*** Block opens ***

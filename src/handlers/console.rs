use async_trait::async_trait;
use tracing::{info, warn};

use crate::error::GatewayError;
use crate::models::balance::BalanceState;
use crate::models::token::Token;
use crate::traits::event_handler::BalanceEventHandler;

/// Console logging event handler
pub struct ConsoleEventHandler;

impl ConsoleEventHandler {
    /// Create a new console event handler
    pub fn new() -> Self {
        Self
    }
}

impl Default for ConsoleEventHandler {
    fn default() -> Self {
        Self::new()
    }
}

#[async_trait]
impl BalanceEventHandler for ConsoleEventHandler {
    async fn on_balance_change(&self, token: Token, old: &BalanceState, new: &BalanceState) {
        let decimals = token.decimals();
        info!(
            "  {} balance: {} → {}",
            token.symbol(),
            old.display(decimals),
            new.display(decimals)
        );
    }

    async fn on_read_error(&self, token: Token, error: &GatewayError) {
        warn!("  {} balance read failed: {}", token.symbol(), error);
    }
}
use alloy::primitives::{Address, TxHash, U256};
use async_trait::async_trait;

use crate::error::GatewayError;
use crate::models::token::Token;

/// Typed surface over the two FlashCoin contracts.
///
/// Both contracts share one ABI shape (`mint(address,uint256)` and
/// `balanceOf(address)`); implementations resolve the concrete address
/// from the token and must never cross-wire the two.
#[async_trait]
pub trait TokenGateway: Send + Sync {
    /// Submit a mint of `amount` raw units to `recipient`.
    ///
    /// Returns as soon as the transaction is dispatched; confirmation is
    /// not awaited. The pending transaction hash is returned so callers
    /// that do care can watch it.
    async fn mint(
        &self,
        token: Token,
        recipient: Address,
        amount: U256,
    ) -> Result<TxHash, GatewayError>;

    /// Read the raw token balance of `account`.
    ///
    /// Side-effect free and safe to call repeatedly.
    async fn balance_of(&self, token: Token, account: Address) -> Result<U256, GatewayError>;
}
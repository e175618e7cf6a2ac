#![allow(dead_code)]

use std::collections::HashMap;
use std::sync::Mutex;
use std::time::Duration;

use alloy::primitives::{Address, TxHash, U256};
use async_trait::async_trait;

use flashcoin::{GatewayError, Token, TokenGateway};

/// Scripted gateway: per-token read results, recorded calls, and an
/// optional read latency for in-flight cancellation tests.
pub struct MockGateway {
    balances: Mutex<HashMap<Token, Result<U256, GatewayError>>>,
    mint_result: Mutex<Result<TxHash, GatewayError>>,
    reads: Mutex<Vec<(Token, Address)>>,
    mints: Mutex<Vec<(Token, Address, U256)>>,
    read_delay: Duration,
}

impl MockGateway {
    pub fn new() -> Self {
        Self::with_read_delay(Duration::ZERO)
    }

    pub fn with_read_delay(read_delay: Duration) -> Self {
        Self {
            balances: Mutex::new(HashMap::new()),
            mint_result: Mutex::new(Ok(TxHash::repeat_byte(0xab))),
            reads: Mutex::new(Vec::new()),
            mints: Mutex::new(Vec::new()),
            read_delay,
        }
    }

    pub fn set_balance(&self, token: Token, result: Result<U256, GatewayError>) {
        self.balances.lock().unwrap().insert(token, result);
    }

    pub fn fail_mints_with(&self, error: GatewayError) {
        *self.mint_result.lock().unwrap() = Err(error);
    }

    pub fn reads(&self) -> Vec<(Token, Address)> {
        self.reads.lock().unwrap().clone()
    }

    pub fn reads_for(&self, token: Token) -> usize {
        self.reads
            .lock()
            .unwrap()
            .iter()
            .filter(|(t, _)| *t == token)
            .count()
    }

    pub fn total_reads(&self) -> usize {
        self.reads.lock().unwrap().len()
    }

    pub fn mints(&self) -> Vec<(Token, Address, U256)> {
        self.mints.lock().unwrap().clone()
    }
}

#[async_trait]
impl TokenGateway for MockGateway {
    async fn mint(
        &self,
        token: Token,
        recipient: Address,
        amount: U256,
    ) -> Result<TxHash, GatewayError> {
        self.mints.lock().unwrap().push((token, recipient, amount));
        self.mint_result.lock().unwrap().clone()
    }

    async fn balance_of(&self, token: Token, account: Address) -> Result<U256, GatewayError> {
        // The read counts as dispatched before the simulated latency, so
        // a session torn down mid-flight has this call on record while
        // its result is discarded.
        self.reads.lock().unwrap().push((token, account));
        if !self.read_delay.is_zero() {
            tokio::time::sleep(self.read_delay).await;
        }
        self.balances
            .lock()
            .unwrap()
            .get(&token)
            .cloned()
            .unwrap_or(Ok(U256::ZERO))
    }
}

*** Block closes ***

Exercise goal: All records shown above are to be given again verbatim.

Response to this exercise:
filename src/handlers/console.rs
use async_trait::async_trait;
use tracing::{info, warn};

use crate::error::GatewayError;
use crate::models::balance::BalanceState;
use crate::models::token::Token;
use crate::traits::event_handler::BalanceEventHandler;

/// Console logging event handler
pub struct ConsoleEventHandler;

impl ConsoleEventHandler {
    /// Create a new console event handler
    pub fn new() -> Self {
        Self
    }
}

impl Default for ConsoleEventHandler {
    fn default() -> Self {
        Self::new()
    }
}

#[async_trait]
impl BalanceEventHandler for ConsoleEventHandler {
    async fn on_balance_change(&self, token: Token, old: &BalanceState, new: &BalanceState) {
        let decimals = token.decimals();
        info!(
            "  {} balance: {} → {}",
            token.symbol(),
            old.display(decimals),
            new.display(decimals)
        );
    }

    async fn on_read_error(&self, token: Token, error: &GatewayError) {
        warn!("  {} balance read failed: {}", token.symbol(), error);
    }
}
use alloy::primitives::{Address, TxHash, U256};
use async_trait::async_trait;

use crate::error::GatewayError;
use crate::models::token::Token;

/// Typed surface over the two FlashCoin contracts.
///
/// Both contracts share one ABI shape (`mint(address,uint256)` and
/// `balanceOf(address)`); implementations resolve the concrete address
/// from the token and must never cross-wire the two.
#[async_trait]
pub trait TokenGateway: Send + Sync {
    /// Submit a mint of `amount` raw units to `recipient`.
    ///
    /// Returns as soon as the transaction is dispatched; confirmation is
    /// not awaited. The pending transaction hash is returned so callers
    /// that do care can watch it.
    async fn mint(
        &self,
        token: Token,
        recipient: Address,
        amount: U256,
    ) -> Result<TxHash, GatewayError>;

    /// Read the raw token balance of `account`.
    ///
    /// Side-effect free and safe to call repeatedly.
    async fn balance_of(&self, token: Token, account: Address) -> Result<U256, GatewayError>;
}
repository e175618e7cf6a2ac
#![allow(dead_code)]

use std::collections::HashMap;
use std::sync::Mutex;
use std::time::Duration;

use alloy::primitives::{Address, TxHash, U256};
use async_trait::async_trait;

use flashcoin::{GatewayError, Token, TokenGateway};

/// Scripted gateway: per-token read results, recorded calls, and an
/// optional read latency for in-flight cancellation tests.
pub struct MockGateway {
    balances: Mutex<HashMap<Token, Result<U256, GatewayError>>>,
    mint_result: Mutex<Result<TxHash, GatewayError>>,
    reads: Mutex<Vec<(Token, Address)>>,
    mints: Mutex<Vec<(Token, Address, U256)>>,
    read_delay: Duration,
}

impl MockGateway {
    pub fn new() -> Self {
        Self::with_read_delay(Duration::ZERO)
    }

    pub fn with_read_delay(read_delay: Duration) -> Self {
        Self {
            balances: Mutex::new(HashMap::new()),
            mint_result: Mutex::new(Ok(TxHash::repeat_byte(0xab))),
            reads: Mutex::new(Vec::new()),
            mints: Mutex::new(Vec::new()),
            read_delay,
        }
    }

    pub fn set_balance(&self, token: Token, result: Result<U256, GatewayError>) {
        self.balances.lock().unwrap().insert(token, result);
    }

    pub fn fail_mints_with(&self, error: GatewayError) {
        *self.mint_result.lock().unwrap() = Err(error);
    }

    pub fn reads(&self) -> Vec<(Token, Address)> {
        self.reads.lock().unwrap().clone()
    }

    pub fn reads_for(&self, token: Token) -> usize {
        self.reads
            .lock()
            .unwrap()
            .iter()
            .filter(|(t, _)| *t == token)
            .count()
    }

    pub fn total_reads(&self) -> usize {
        self.reads.lock().unwrap().len()
    }

    pub fn mints(&self) -> Vec<(Token, Address, U256)> {
        self.mints.lock().unwrap().clone()
    }
}

#[async_trait]
impl TokenGateway for MockGateway {
    async fn mint(
        &self,
        token: Token,
        recipient: Address,
        amount: U256,
    ) -> Result<TxHash, GatewayError> {
        self.mints.lock().unwrap().push((token, recipient, amount));
        self.mint_result.lock().unwrap().clone()
    }

    async fn balance_of(&self, token: Token, account: Address) -> Result<U256, GatewayError> {
        // The read counts as dispatched before the simulated latency, so
        // a session torn down mid-flight has this call on record while
        // its result is discarded.
        self.reads.lock().unwrap().push((token, account));
        if !self.read_delay.is_zero() {
            tokio::time::sleep(self.read_delay).await;
        }
        self.balances
            .lock()
            .unwrap()
            .get(&token)
            .cloned()
            .unwrap_or(Ok(U256::ZERO))
    }
}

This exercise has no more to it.